Authored by Ipsita Mishra
The Internet is the main source of information today, with usage climbing across urban and rural areas. Where we get our information from has long migrated from just television, radio, newspapers, and magazines. We now consume vast quantities of information from media sources, like text messages, memes, viral videos, social media posts, video games, and advertisements, amongst many others. But all of these different media share one common factor: someone created them, for a specific reason.
While some of these reasons can be humorous, many are worrying. The ascent of fake news in the digital world across political, ideological, economic, and social spectra is a huge matter of concern. Awareness among consumers regarding ‘information’ needs to be of utmost importance. Recognizing and understanding the reasoning behind the creation of a piece of media is the basis of media literacy. Such literacy is especially relevant in India, with its 451 million active Indian internet users, the second-highest user-base after China.
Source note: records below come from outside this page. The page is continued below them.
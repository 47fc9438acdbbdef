use bytes::{BufMut, Bytes, BytesMut};
use std::fmt::Write as _;

use crate::{
    error::{Result, TerminalError},
    types::{Encoding, OutboundMessage},
};

/// Largest payload a single characteristic write may carry
pub const PACKET_SIZE: usize = 20;

/// Render a battery notification for the message log
#[must_use]
pub fn battery_notice(level: u8) -> String {
    format!("Battery level: {level} ")
}

/// Encode an outbound message into the bytes that go on the air
///
/// The line ending is appended before encoding, so under [`Encoding::Hex`] the
/// terminator characters are subject to the same filtering as the rest of the text.
///
/// # Errors
///
/// Returns [`TerminalError::InvalidMessageFormat`] if Hex input contains a character
/// that is neither a hex digit nor an ignorable separator.
pub fn encode(message: &OutboundMessage) -> Result<Bytes> {
    let mut text = String::with_capacity(message.text.len() + 2);
    text.push_str(&message.text);
    text.push_str(message.line_ending.suffix());

    match message.encoding {
        Encoding::Ascii => Ok(Bytes::from(text.into_bytes())),
        Encoding::Hex => hex_to_bytes(&text),
    }
}

/// Pack a string of hex digit pairs into bytes
///
/// Bytes below `'0'` (whitespace, punctuation such as `,` or `-`, line endings) and
/// the bytes of non-ASCII characters are separators and skipped. Any other non-hex
/// character rejects the input. An odd
/// digit count is left-padded with a zero nibble, so `"ABC"` packs as `"0ABC"`.
///
/// # Errors
///
/// Returns [`TerminalError::InvalidMessageFormat`] on a non-hex character.
pub fn hex_to_bytes(text: &str) -> Result<Bytes> {
    let mut nibbles = Vec::with_capacity(text.len() + 1);

    for c in text.bytes() {
        let nibble = match c {
            b'0'..=b'9' => c - b'0',
            b'a'..=b'f' => c - b'a' + 10,
            b'A'..=b'F' => c - b'A' + 10,
            _ if c < b'0' || !c.is_ascii() => continue,
            _ => return Err(TerminalError::InvalidMessageFormat),
        };
        nibbles.push(nibble);
    }

    if nibbles.len() % 2 == 1 {
        nibbles.insert(0, 0);
    }

    let mut buf = BytesMut::with_capacity(nibbles.len() / 2);
    for pair in nibbles.chunks_exact(2) {
        buf.put_u8((pair[0] << 4) | pair[1]);
    }

    Ok(buf.freeze())
}

/// Render bytes as uppercase hex pairs, each followed by a space
///
/// The trailing space keeps consecutive notifications separated when they are
/// concatenated into one log entry.
#[must_use]
pub fn bytes_to_hex(data: &[u8]) -> String {
    data.iter()
        .fold(String::with_capacity(data.len() * 3), |mut s, b| {
            let _ = write!(s, "{b:02X} ");
            s
        })
}

/// Split an encoded message into packets of at most [`PACKET_SIZE`] bytes
#[must_use]
pub fn fragment(payload: &Bytes) -> Vec<Bytes> {
    (0..payload.len())
        .step_by(PACKET_SIZE)
        .map(|start| payload.slice(start..payload.len().min(start + PACKET_SIZE)))
        .collect()
}

/// Decode a terminal notification for display
///
/// Under [`Encoding::Hex`] the payload is shown as spaced hex; under
/// [`Encoding::Ascii`] the bytes are shown as text.
#[must_use]
pub fn decode_terminal_payload(value: &[u8], encoding: Encoding) -> String {
    match encoding {
        Encoding::Hex => bytes_to_hex(value),
        Encoding::Ascii => String::from_utf8_lossy(value).into_owned(),
    }
}

/// Decode a battery level notification
///
/// Returns `None` for an empty payload.
#[must_use]
pub fn decode_battery_level(value: &[u8]) -> Option<u8> {
    value.first().copied()
}
// src/refine.rs
//! Optional external title cleanup (a hosted language model).
//!
//! Strictly a fallback helper: the deterministic cleaner and the
//! classifier operate correctly with this collaborator entirely
//! absent. No credentials configured → a no-op client.

use std::sync::Arc;
use std::time::Duration;

use async_trait::async_trait;
use serde::{Deserialize, Serialize};

/// Verdict from the external cleaner.
#[derive(Debug, Clone, PartialEq, Eq)]
pub enum Refined {
    /// The fragment is not an event announcement at all.
    NotAnEvent,
    /// A cleaned title string.
    Title(String),
}

#[async_trait]
pub trait TitleRefiner: Send + Sync {
    /// `None` means "no opinion" (disabled, over limit, or failed);
    /// the caller falls back to the deterministic path.
    async fn refine(&self, raw: &str) -> Option<Refined>;
    fn name(&self) -> &'static str;
}

/// Always declines. Used when no API key is configured.
pub struct DisabledRefiner;

#[async_trait]
impl TitleRefiner for DisabledRefiner {
    async fn refine(&self, _raw: &str) -> Option<Refined> {
        None
    }
    fn name(&self) -> &'static str {
        "disabled"
    }
}

pub struct OpenAiRefiner {
    http: reqwest::Client,
    api_key: String,
    model: String,
}

impl OpenAiRefiner {
    pub fn new(api_key: String, model_override: Option<&str>) -> Self {
        let http = reqwest::Client::builder()
            .user_agent("afisha-bot/0.1 (+github.com/afisha-bot)")
            .connect_timeout(Duration::from_secs(4))
            .timeout(Duration::from_secs(10))
            .build()
            .expect("reqwest client");
        Self {
            http,
            api_key,
            model: model_override.unwrap_or("gpt-4o-mini").to_string(),
        }
    }
}

const SYSTEM_PROMPT: &str = "Ты чистишь заголовки анонсов мероприятий. \
Верни ТОЛЬКО короткое название события одной строкой, без даты, города и описания. \
Если текст не является анонсом мероприятия, верни ровно NOT_EVENT.";

#[async_trait]
impl TitleRefiner for OpenAiRefiner {
    async fn refine(&self, raw: &str) -> Option<Refined> {
        if self.api_key.is_empty() {
            return None;
        }

        #[derive(Serialize)]
        struct Msg<'a> {
            role: &'a str,
            content: &'a str,
        }
        #[derive(Serialize)]
        struct Req<'a> {
            model: &'a str,
            messages: Vec<Msg<'a>>,
            temperature: f32,
            max_tokens: u32,
        }
        #[derive(Deserialize)]
        struct Resp {
            choices: Vec<Choice>,
        }
        #[derive(Deserialize)]
        struct Choice {
            message: ChoiceMsg,
        }
        #[derive(Deserialize)]
        struct ChoiceMsg {
            content: String,
        }

        let req = Req {
            model: &self.model,
            messages: vec![
                Msg {
                    role: "system",
                    content: SYSTEM_PROMPT,
                },
                Msg {
                    role: "user",
                    content: raw,
                },
            ],
            temperature: 0.1,
            max_tokens: 60,
        };

        let resp = self
            .http
            .post("https://api.openai.com/v1/chat/completions")
            .bearer_auth(&self.api_key)
            .json(&req)
            .send()
            .await
            .ok()?;
        if !resp.status().is_success() {
            return None;
        }
        let body: Resp = resp.json().await.ok()?;
        let content = body
            .choices
            .first()
            .map(|c| c.message.content.trim())
            .unwrap_or("");
        if content.is_empty() {
            return None;
        }
        if content.eq_ignore_ascii_case("NOT_EVENT") {
            return Some(Refined::NotAnEvent);
        }
        let cleaned = sanitize_title(content);
        if cleaned.chars().count() < 5 {
            return None;
        }
        Some(Refined::Title(cleaned))
    }

    fn name(&self) -> &'static str {
        "openai"
    }
}

/// Single line, collapsed whitespace, capped length.
fn sanitize_title(input: &str) -> String {
    let mut out = String::with_capacity(120);
    let mut prev_space = false;
    for ch in input.chars() {
        let c = if ch.is_whitespace() { ' ' } else { ch };
        if c == ' ' {
            if !prev_space && !out.is_empty() {
                out.push(' ');
            }
            prev_space = true;
        } else {
            out.push(c);
            prev_space = false;
        }
        if out.chars().count() >= 120 {
            break;
        }
    }
    out.trim().trim_matches('"').to_string()
}

pub type DynRefiner = Arc<dyn TitleRefiner>;

/// Build from environment: `OPENAI_API_KEY` present → real client,
/// otherwise the disabled no-op.
pub fn build_refiner_from_env() -> DynRefiner {
    match std::env::var("OPENAI_API_KEY") {
        Ok(key) if !key.trim().is_empty() => Arc::new(OpenAiRefiner::new(key, None)),
        _ => Arc::new(DisabledRefiner),
    }
}

/// Fixed-verdict refiner for tests.
pub struct FixedRefiner(pub Option<Refined>);

#[async_trait]
impl TitleRefiner for FixedRefiner {
    async fn refine(&self, _raw: &str) -> Option<Refined> {
        self.0.clone()
    }
    fn name(&self) -> &'static str {
        "fixed"
    }
}
// src/ingest/config.rs
use anyhow::{anyhow, Context, Result};
use serde::Deserialize;
use std::fs;
use std::path::{Path, PathBuf};

const ENV_PATH: &str = "AFISHA_SOURCES_PATH";

#[derive(Debug, Clone, Default, PartialEq, Eq, Deserialize)]
pub struct SourcesConfig {
    #[serde(default)]
    pub sites: Vec<SourceCfg>,
    #[serde(default)]
    pub channels: Vec<SourceCfg>,
}

#[derive(Debug, Clone, PartialEq, Eq, Deserialize)]
pub struct SourceCfg {
    pub name: String,
    pub url: String,
}

impl SourcesConfig {
    pub fn is_empty(&self) -> bool {
        self.sites.is_empty() && self.channels.is_empty()
    }
}

/// Load a sources list from an explicit path. TOML or JSON.
pub fn load_sources_from(path: &Path) -> Result<SourcesConfig> {
    let content = fs::read_to_string(path)
        .with_context(|| format!("reading sources from {}", path.display()))?;
    let ext = path
        .extension()
        .and_then(|s| s.to_str())
        .unwrap_or_default()
        .to_ascii_lowercase();
    parse_sources(&content, &ext)
}

/// Load with env override + fallbacks:
/// 1) $AFISHA_SOURCES_PATH
/// 2) config/sources.toml
/// 3) config/sources.json
pub fn load_sources_default() -> Result<SourcesConfig> {
    if let Ok(p) = std::env::var(ENV_PATH) {
        let pb = PathBuf::from(p);
        if pb.exists() {
            return load_sources_from(&pb);
        }
        return Err(anyhow!("AFISHA_SOURCES_PATH points to non-existent path"));
    }
    let toml_p = PathBuf::from("config/sources.toml");
    if toml_p.exists() {
        return load_sources_from(&toml_p);
    }
    let json_p = PathBuf::from("config/sources.json");
    if json_p.exists() {
        return load_sources_from(&json_p);
    }
    Ok(SourcesConfig::default())
}

fn parse_sources(s: &str, hint_ext: &str) -> Result<SourcesConfig> {
    if hint_ext == "json" {
        return serde_json::from_str(s).context("parsing sources json");
    }
    if let Ok(v) = toml::from_str::<SourcesConfig>(s) {
        return Ok(v);
    }
    serde_json::from_str(s).context("unsupported sources format")
}

#[cfg(test)]
mod tests {
    use super::*;

    #[test]
    fn toml_and_json_both_parse() {
        let toml = r#"
[[sites]]
name = "Афиша города"
url = "https://afisha.example/events"

[[channels]]
name = "it_events"
url = "https://t.me/s/it_events"
"#;
        let cfg = parse_sources(toml, "toml").unwrap();
        assert_eq!(cfg.sites.len(), 1);
        assert_eq!(cfg.channels[0].name, "it_events");

        let json = r#"{"sites":[],"channels":[{"name":"x","url":"https://t.me/s/x"}]}"#;
        let cfg = parse_sources(json, "json").unwrap();
        assert!(cfg.sites.is_empty());
        assert_eq!(cfg.channels.len(), 1);
    }

    #[serial_test::serial]
    #[test]
    fn default_is_empty_without_files() {
        std::env::remove_var(ENV_PATH);
        let tmp = tempfile::tempdir().unwrap();
        let old = std::env::current_dir().unwrap();
        std::env::set_current_dir(tmp.path()).unwrap();

        let cfg = load_sources_default().unwrap();
        assert!(cfg.is_empty());

        std::env::set_current_dir(&old).unwrap();
    }

    #[serial_test::serial]
    #[test]
    fn env_path_takes_precedence() {
        let tmp = tempfile::tempdir().unwrap();
        let p = tmp.path().join("sources.json");
        std::fs::write(&p, r#"{"sites":[{"name":"s","url":"https://s.example"}]}"#).unwrap();
        std::env::set_var(ENV_PATH, p.display().to_string());

        let cfg = load_sources_default().unwrap();
        assert_eq!(cfg.sites[0].name, "s");

        std::env::remove_var(ENV_PATH);
    }
}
However, importantly, 28 million out of these users are school going children. So, seeing as information bombardment now begins at a young age, making sure that this vulnerable group critically and consciously consumes mediated messages is of the utmost importance. Simply put, children need to be media literate from a young age.
Is Media Literacy Really That Important?
One of the easiest ways to ensure that school-going children are media literate, is to simply teach them how to be so in the classroom. But before we even start the discussion, it’s critical to ask one question. Is media literacy now really a significant enough subject to be included in school curricula?
Well, when lives are at stake because of misinformation, it would seem so.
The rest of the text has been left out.